======== Records for this exercise

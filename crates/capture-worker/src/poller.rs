//! SQS message handling for capture jobs

use aws_sdk_sqs::types::Message;
use debugtap_common::{
    metrics,
    queue::{CaptureJob, SqsJobQueue},
    worker::JobOutcome,
    CaptureWorker,
};
use std::time::Duration;
use tracing::{debug, error, warn};

/// How a message was handled; either way it is deleted afterwards
#[derive(Debug, Clone, Copy, PartialEq, Eq)]
pub enum Disposition {
    /// Stored, discarded along with its session, or unreadable
    Done,
    /// Still failing after every attempt the worker makes
    Abandoned,
}

/// Process one message.
///
/// The worker retries a failing insert with backoff up to its configured
/// attempts. After that, and for payloads that do not parse, the job is
/// dropped with an error log instead of being redelivered.
pub async fn handle_message(worker: &CaptureWorker, message: &Message) -> Disposition {
    let job: CaptureJob = match SqsJobQueue::parse_message(message) {
        Ok(job) => job,
        Err(e) => {
            error!(
                message_id = message.message_id().unwrap_or_default(),
                error = %e,
                "Dropping unreadable capture message"
            );
            metrics::record_job(false);
            return Disposition::Done;
        }
    };

    let session_id = job.session_id;
    match worker.process(job).await {
        Ok(JobOutcome::Stored(record_id)) => {
            metrics::record_job(true);
            debug!(session_id, record_id, "Capture stored");
            Disposition::Done
        }
        Ok(JobOutcome::Discarded) => {
            metrics::record_job(true);
            debug!(session_id, "Session gone, capture discarded");
            Disposition::Done
        }
        Err(e) => {
            metrics::record_job(false);
            error!(session_id, error = %e, "Giving up on capture job after retries");
            Disposition::Abandoned
        }
    }
}

/// Pauses polling after a run of consecutive failures
#[derive(Debug)]
pub struct CircuitBreaker {
    failures: u32,
    max_failures: u32,
    pause: Duration,
}

impl CircuitBreaker {
    pub fn new(max_failures: u32, pause: Duration) -> Self {
        Self {
            failures: 0,
            max_failures: max_failures.max(1),
            pause,
        }
    }

    pub fn record_success(&mut self) {
        self.failures = 0;
    }

    pub fn record_failure(&mut self) {
        self.failures += 1;
    }

    pub fn is_open(&self) -> bool {
        self.failures >= self.max_failures
    }

    pub fn failures(&self) -> u32 {
        self.failures
    }

    /// Sleep out the pause if open, then close
    pub async fn wait_if_open(&mut self) {
        if self.is_open() {
            warn!(failures = self.failures, "Circuit breaker open, pausing...");
            tokio::time::sleep(self.pause).await;
            self.failures = 0;
            debug!("Circuit breaker reset, resuming...");
        }
    }
}

#[cfg(test)]
mod tests {
    use super::*;
    use chrono::Utc;
    use debugtap_common::capture::{synthetic_failure_response, CaptureTiming, RequestSnapshot};
    use debugtap_common::{DbPool, Repository, Selector};

    async fn worker() -> (CaptureWorker, Repository) {
        let repo = Repository::new(DbPool::in_memory().await.unwrap());
        (
            CaptureWorker::with_backoff(repo.clone(), 2, Duration::from_millis(1)),
            repo,
        )
    }

    fn job(session_id: i64) -> CaptureJob {
        CaptureJob {
            session_id,
            request: RequestSnapshot {
                request_id: uuid::Uuid::new_v4().to_string(),
                method: "DELETE".to_string(),
                url: "api/orders/3".to_string(),
                full_url: "http://localhost/api/orders/3".to_string(),
                route_name: Some("/api/orders/{id}".to_string()),
                route_action: Some("DELETE /api/orders/{id}".to_string()),
                request_headers: Default::default(),
                request_query: Default::default(),
                request_body: None,
                request_content_type: None,
                request_size: 0,
                ip_address: Some("10.0.0.8".to_string()),
                user_agent: None,
                tenant_id: Some("acme".to_string()),
                user_id: None,
                requested_at: Utc::now(),
            },
            response: synthetic_failure_response(&CaptureTiming::start()),
            exception: None,
        }
    }

    fn message(body: &str) -> Message {
        Message::builder()
            .message_id("m-1")
            .receipt_handle("r-1")
            .body(body)
            .build()
    }

    #[tokio::test]
    async fn test_stored_message_is_deleted() {
        let (worker, repo) = worker().await;
        let session = repo
            .upsert_session(
                &Selector::tenant("acme").unwrap(),
                Utc::now() + chrono::Duration::minutes(10),
                None,
                None,
            )
            .await
            .unwrap();

        let body = serde_json::to_string(&job(session.id)).unwrap();
        assert_eq!(handle_message(&worker, &message(&body)).await, Disposition::Done);

        let (records, total) = repo.list_records(session.id, 0, 10).await.unwrap();
        assert_eq!(total, 1);
        assert_eq!(records[0].ip_address.as_deref(), Some("10.0.0.8"));
    }

    #[tokio::test]
    async fn test_orphaned_and_malformed_messages_are_deleted() {
        let (worker, _repo) = worker().await;

        let orphan = serde_json::to_string(&job(404)).unwrap();
        assert_eq!(handle_message(&worker, &message(&orphan)).await, Disposition::Done);
        assert_eq!(handle_message(&worker, &message("not json")).await, Disposition::Done);
    }

    #[tokio::test]
    async fn test_insert_that_keeps_failing_is_abandoned() {
        let (worker, repo) = worker().await;
        let session = repo
            .upsert_session(
                &Selector::Global,
                Utc::now() + chrono::Duration::minutes(10),
                None,
                None,
            )
            .await
            .unwrap();

        // Same request id twice violates the unique index on every attempt
        let body = serde_json::to_string(&job(session.id)).unwrap();
        assert_eq!(handle_message(&worker, &message(&body)).await, Disposition::Done);
        assert_eq!(handle_message(&worker, &message(&body)).await, Disposition::Abandoned);

        let (_, total) = repo.list_records(session.id, 0, 10).await.unwrap();
        assert_eq!(total, 1);
    }

    #[tokio::test]
    async fn test_circuit_breaker() {
        let mut breaker = CircuitBreaker::new(2, Duration::from_millis(1));
        breaker.record_failure();
        assert!(!breaker.is_open());
        breaker.record_failure();
        assert!(breaker.is_open());

        breaker.wait_if_open().await;
        assert!(!breaker.is_open());
        assert_eq!(breaker.failures(), 0);

        breaker.record_failure();
        breaker.record_success();
        assert_eq!(breaker.failures(), 0);
    }
}
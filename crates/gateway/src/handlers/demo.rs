//! Demo API
//!
//! A small order service for debug sessions to record. Handlers return
//! `AppError` on failure so captured records carry the exception facet.

use axum::{extract::Path, http::StatusCode, Extension, Json};
use serde::{Deserialize, Serialize};
use serde_json::{json, Value};
use validator::Validate;

use debugtap_common::{
    errors::{AppError, Result},
    AuthenticatedUser,
};

#[derive(Debug, Deserialize, Validate)]
pub struct LoginRequest {
    #[validate(email)]
    pub email: String,

    #[validate(length(min = 1))]
    pub password: String,
}

#[derive(Debug, Deserialize, Validate)]
pub struct CreateOrderRequest {
    #[validate(length(min = 1, max = 64))]
    pub sku: String,

    #[validate(range(min = 1, max = 1000))]
    pub quantity: u32,
}

#[derive(Debug, Clone, Serialize)]
pub struct Order {
    pub id: i64,
    pub sku: String,
    pub quantity: u32,
    #[serde(skip_serializing_if = "Option::is_none")]
    pub placed_by: Option<i64>,
}

fn catalogue() -> Vec<Order> {
    [(1, "KB-001", 2), (2, "MS-104", 1), (3, "HD-220", 5)]
        .into_iter()
        .map(|(id, sku, quantity)| Order {
            id,
            sku: sku.to_string(),
            quantity,
            placed_by: None,
        })
        .collect()
}

/// Issues an opaque token; the password never reaches the response
pub async fn login(Json(request): Json<LoginRequest>) -> Result<Json<Value>> {
    request.validate()?;

    Ok(Json(json!({
        "email": request.email,
        "token": issue_token(&request.email),
    })))
}

fn issue_token(email: &str) -> String {
    let hash = email
        .bytes()
        .fold(0u64, |acc, b| acc.wrapping_mul(31).wrapping_add(b as u64));
    format!("tok_{:x}", hash)
}

pub async fn list_orders() -> Json<Vec<Order>> {
    Json(catalogue())
}

pub async fn get_order(Path(id): Path<i64>) -> Result<Json<Order>> {
    catalogue()
        .into_iter()
        .find(|o| o.id == id)
        .map(Json)
        .ok_or_else(|| AppError::NotFound {
            resource_type: "order".to_string(),
            id: id.to_string(),
        })
}

pub async fn create_order(
    user: Option<Extension<AuthenticatedUser>>,
    Json(request): Json<CreateOrderRequest>,
) -> Result<(StatusCode, Json<Order>)> {
    request.validate()?;

    let order = Order {
        id: catalogue().len() as i64 + 1,
        sku: request.sku,
        quantity: request.quantity,
        placed_by: user.map(|Extension(AuthenticatedUser(id))| id),
    };

    Ok((StatusCode::CREATED, Json(order)))
}
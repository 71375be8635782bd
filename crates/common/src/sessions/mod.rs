//! Debug sessions: selectors, the cached lookup layer and operator actions

mod cache;
mod service;

pub use cache::{keys, SessionCache};
pub use service::{SessionService, SessionStatus, SessionSummary};

use crate::errors::{AppError, Result};
use serde::{Deserialize, Serialize};
use std::fmt;

/// Which requests a session captures.
///
/// The four variants are the only valid shapes; a blank tenant id or a
/// non-positive user id is rejected by the constructors.
#[derive(Debug, Clone, PartialEq, Eq, Hash, Serialize, Deserialize)]
#[serde(tag = "type", rename_all = "snake_case")]
pub enum Selector {
    Global,
    Tenant { tenant_id: String },
    User { user_id: i64 },
    TenantUser { tenant_id: String, user_id: i64 },
}

impl Selector {
    /// Validate and build from optional parts; both absent means global
    pub fn new(tenant_id: Option<String>, user_id: Option<i64>) -> Result<Self> {
        let tenant_id = match tenant_id {
            Some(t) if t.trim().is_empty() => {
                return Err(AppError::InvalidSelector {
                    message: "tenant_id must not be blank".to_string(),
                })
            }
            Some(t) => Some(t.trim().to_string()),
            None => None,
        };
        if let Some(u) = user_id {
            if u <= 0 {
                return Err(AppError::InvalidSelector {
                    message: format!("user_id must be positive, got {}", u),
                });
            }
        }

        Ok(Self::from_parts(tenant_id, user_id))
    }

    pub fn tenant(tenant_id: impl Into<String>) -> Result<Self> {
        Self::new(Some(tenant_id.into()), None)
    }

    pub fn user(user_id: i64) -> Result<Self> {
        Self::new(None, Some(user_id))
    }

    pub fn tenant_user(tenant_id: impl Into<String>, user_id: i64) -> Result<Self> {
        Self::new(Some(tenant_id.into()), Some(user_id))
    }

    /// Build from stored columns without validation
    pub(crate) fn from_parts(tenant_id: Option<String>, user_id: Option<i64>) -> Self {
        match (tenant_id, user_id) {
            (None, None) => Selector::Global,
            (Some(tenant_id), None) => Selector::Tenant { tenant_id },
            (None, Some(user_id)) => Selector::User { user_id },
            (Some(tenant_id), Some(user_id)) => Selector::TenantUser { tenant_id, user_id },
        }
    }

    pub fn tenant_id(&self) -> Option<&str> {
        match self {
            Selector::Tenant { tenant_id } | Selector::TenantUser { tenant_id, .. } => {
                Some(tenant_id.as_str())
            }
            _ => None,
        }
    }

    pub fn user_id(&self) -> Option<i64> {
        match self {
            Selector::User { user_id } | Selector::TenantUser { user_id, .. } => Some(*user_id),
            _ => None,
        }
    }

    pub fn is_global(&self) -> bool {
        matches!(self, Selector::Global)
    }
}

impl fmt::Display for Selector {
    fn fmt(&self, f: &mut fmt::Formatter<'_>) -> fmt::Result {
        match self {
            Selector::Global => write!(f, "Global"),
            Selector::Tenant { tenant_id } => write!(f, "Tenant: {}", tenant_id),
            Selector::User { user_id } => write!(f, "User: #{}", user_id),
            Selector::TenantUser { tenant_id, user_id } => {
                write!(f, "Tenant: {} / User: #{}", tenant_id, user_id)
            }
        }
    }
}

/// 64 hex characters from 32 random bytes
pub fn generate_token() -> String {
    hex::encode(rand::random::<[u8; 32]>())
}

#[cfg(test)]
mod tests {
    use super::*;

    #[test]
    fn test_shapes_from_parts() {
        assert_eq!(Selector::new(None, None).unwrap(), Selector::Global);
        assert!(matches!(Selector::tenant("acme").unwrap(), Selector::Tenant { .. }));
        assert!(matches!(Selector::user(5).unwrap(), Selector::User { .. }));
        assert!(matches!(
            Selector::tenant_user("acme", 5).unwrap(),
            Selector::TenantUser { .. }
        ));
    }

    #[test]
    fn test_invalid_shapes_rejected() {
        assert!(matches!(
            Selector::tenant("   "),
            Err(AppError::InvalidSelector { .. })
        ));
        assert!(Selector::user(0).is_err());
        assert!(Selector::tenant_user("acme", -3).is_err());
        assert!(Selector::tenant_user("", 3).is_err());
    }

    #[test]
    fn test_accessors() {
        let selector = Selector::tenant_user(" acme ", 9).unwrap();
        assert_eq!(selector.tenant_id(), Some("acme"));
        assert_eq!(selector.user_id(), Some(9));
        assert!(!selector.is_global());
        assert!(Selector::Global.is_global());
    }

    #[test]
    fn test_token_shape() {
        let token = generate_token();
        assert_eq!(token.len(), 64);
        assert!(token.chars().all(|c| c.is_ascii_hexdigit()));
        assert_ne!(token, generate_token());
    }
}
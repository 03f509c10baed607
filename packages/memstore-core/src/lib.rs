//! Core storage engine for an in-memory tabular store.
//!
//! Provides a fixed-width field codec, an ordered multimap index, and four
//! interchangeable table layouts (row-major, column-major, aggregated
//! column-major, indexed row-major) sharing one table contract.

pub mod codec;
pub mod config;
pub mod data;
pub mod error;
pub mod index;
pub mod table;

pub use config::StoreConfig;
pub use error::DbError;
pub use table::{Layout, Table};
//! Query-mix benchmarks for the in-memory table layouts.
//!
//! CLI tool for comparing the layouts on the four fixed query shapes:
//! - SUM(col0)
//! - SUM(col0) WHERE col1 > t1 AND col2 < t2
//! - SUM(all columns) WHERE col0 > t
//! - UPDATE col3 = col3 + col2 WHERE col0 < t

mod benchmarks;
mod cli;
mod utils;

use clap::Parser;
use tracing_subscriber::EnvFilter;

use cli::{Cli, Commands};

fn main() -> anyhow::Result<()> {
    let cli = Cli::parse();

    tracing_subscriber::fmt()
        .with_env_filter(EnvFilter::try_from_default_env().unwrap_or_else(|_| EnvFilter::new("info")))
        .init();

    match cli.command {
        Commands::QueryMix(args) => benchmarks::query_mix::run(&args),
        Commands::Load(args) => benchmarks::load::run(&args),
    }
}
//! Column-major table with materialized row and column sums.
//!
//! `row_sums[r]` and `col_sums[c]` are adjusted by the signed delta of every
//! write before the buffer itself changes. There is no other write path, so
//! the sums always match the stored fields.

use super::grid::{Grid, Order};
use super::{check_rows, populate, Layout, Table, PRIMARY_COLUMN};

/// Column-major layout tuned for the whole-column and whole-row sums.
#[derive(Debug, Clone)]
pub struct AggregatedColumnTable {
    grid: Grid,
    row_sums: Vec<i64>,
    col_sums: Vec<i64>,
}

impl AggregatedColumnTable {
    pub fn new() -> Self {
        Self {
            grid: Grid::empty(Order::ColumnMajor),
            row_sums: Vec::new(),
            col_sums: Vec::new(),
        }
    }

    /// Materialized sum of every field in `row`.
    pub fn row_sum(&self, row: usize) -> i64 {
        self.row_sums[row]
    }

    /// Materialized sum of every field in `col`.
    pub fn column_total(&self, col: usize) -> i64 {
        self.col_sums[col]
    }

    /// Recomputes both aggregate arrays from the stored fields.
    pub fn rebuild_aggregates(&mut self) {
        self.row_sums = (0..self.grid.num_rows())
            .map(|r| self.grid.row_total(r))
            .collect();
        self.col_sums = (0..self.grid.num_cols())
            .map(|c| self.grid.column_total(c))
            .collect();
        tracing::trace!(
            rows = self.row_sums.len(),
            cols = self.col_sums.len(),
            "Rebuilt materialized aggregates"
        );
    }

    /// Returns `true` if the incrementally maintained sums equal a
    /// brute-force recomputation.
    pub fn aggregates_consistent(&self) -> bool {
        let rows_ok = (0..self.grid.num_rows()).all(|r| self.row_sums[r] == self.grid.row_total(r));
        let cols_ok =
            (0..self.grid.num_cols()).all(|c| self.col_sums[c] == self.grid.column_total(c));
        rows_ok && cols_ok
    }
}

impl Default for AggregatedColumnTable {
    fn default() -> Self {
        Self::new()
    }
}

impl Table for AggregatedColumnTable {
    fn layout(&self) -> Layout {
        Layout::Aggregated
    }

    fn load(&mut self, num_cols: usize, rows: &[Vec<i32>]) {
        check_rows(num_cols, rows);
        self.grid = Grid::zeroed(Order::ColumnMajor, rows.len(), num_cols);
        // Zeroed grid, zeroed sums: the delta path keeps them in step from here.
        self.row_sums = vec![0; rows.len()];
        self.col_sums = vec![0; num_cols];
        populate(self, rows);
    }

    fn num_rows(&self) -> usize {
        self.grid.num_rows()
    }

    fn num_cols(&self) -> usize {
        self.grid.num_cols()
    }

    fn get_int_field(&self, row: usize, col: usize) -> i32 {
        self.grid.get(row, col)
    }

    fn put_int_field(&mut self, row: usize, col: usize, value: i32) {
        let slot = self.grid.slot(row, col);
        let delta = value as i64 - self.grid.get_slot(slot) as i64;
        self.row_sums[row] += delta;
        self.col_sums[col] += delta;
        self.grid.put_slot(slot, value);
    }

    fn column_sum(&self) -> i64 {
        self.col_sums.get(PRIMARY_COLUMN).copied().unwrap_or(0)
    }

    fn predicated_all_columns_sum(&self, threshold: i32) -> i64 {
        let mut sum = 0i64;
        for r in 0..self.grid.num_rows() {
            if self.grid.get(r, PRIMARY_COLUMN) > threshold {
                sum += self.row_sums[r];
            }
        }
        sum
    }
}
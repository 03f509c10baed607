//! Column-major table.
//!
//! Data is laid out as `col 0 | col 1 | ... | col m`.

use super::grid::{Grid, Order};
use super::{check_rows, populate, Layout, Table, PRIMARY_COLUMN};

/// Baseline column-major layout.
#[derive(Debug, Clone)]
pub struct ColumnTable {
    grid: Grid,
}

impl ColumnTable {
    pub fn new() -> Self {
        Self {
            grid: Grid::empty(Order::ColumnMajor),
        }
    }
}

impl Default for ColumnTable {
    fn default() -> Self {
        Self::new()
    }
}

impl Table for ColumnTable {
    fn layout(&self) -> Layout {
        Layout::Column
    }

    fn load(&mut self, num_cols: usize, rows: &[Vec<i32>]) {
        check_rows(num_cols, rows);
        self.grid = Grid::zeroed(Order::ColumnMajor, rows.len(), num_cols);
        populate(self, rows);
    }

    fn num_rows(&self) -> usize {
        self.grid.num_rows()
    }

    fn num_cols(&self) -> usize {
        self.grid.num_cols()
    }

    fn get_int_field(&self, row: usize, col: usize) -> i32 {
        self.grid.get(row, col)
    }

    fn put_int_field(&mut self, row: usize, col: usize, value: i32) {
        let slot = self.grid.slot(row, col);
        self.grid.put_slot(slot, value);
    }

    fn column_sum(&self) -> i64 {
        // Column 0 occupies the first `num_rows` slots.
        self.grid.column_total(PRIMARY_COLUMN)
    }
}
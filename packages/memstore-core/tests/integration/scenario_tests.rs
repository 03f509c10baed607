//! End-to-end query scenarios over a three-row dataset.

use memstore_core::table::AggregatedColumnTable;
use memstore_core::Table;

use super::helpers::{load_all, scenario_rows};

/// SELECT SUM(col0) and the two-predicate sum
#[test]
fn test_column_sums() {
    for table in load_all(4, &scenario_rows()) {
        assert_eq!(table.column_sum(), 23, "{}", table.layout());
        // row0 (10 > 5, 1 < 5) and row2 (20 > 5, 0 < 5) qualify
        assert_eq!(table.predicated_column_sum(5, 5), 8, "{}", table.layout());
    }
}

/// SUM of all columns over rows with col0 > 4
#[test]
fn test_all_columns_sum() {
    for table in load_all(4, &scenario_rows()) {
        assert_eq!(table.predicated_all_columns_sum(4), 16 + 26, "{}", table.layout());
    }
}

/// UPDATE col3 = col3 + col2 WHERE col0 < 10
#[test]
fn test_predicated_update() {
    for mut table in load_all(4, &scenario_rows()) {
        assert_eq!(table.predicated_update(10), 2, "{}", table.layout());
        assert_eq!(table.get_int_field(0, 3), 1);
        assert_eq!(table.get_int_field(2, 3), 0);
        assert_eq!(table.column_sum(), 23);
    }

    let mut aggregated = AggregatedColumnTable::new();
    aggregated.load(4, &scenario_rows());
    aggregated.predicated_update(10);
    assert_eq!(aggregated.column_total(3), 1);
    assert!(aggregated.aggregates_consistent());
}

================

__Task details__.
The word to look for is "CaptureJob"; copy out every line of the entries that holds it.

__Solution for this task__.
    queue::{CaptureJob, SqsJobQueue},
    let job: CaptureJob = match SqsJobQueue::parse_message(message) {
    fn job(session_id: i64) -> CaptureJob {
        CaptureJob {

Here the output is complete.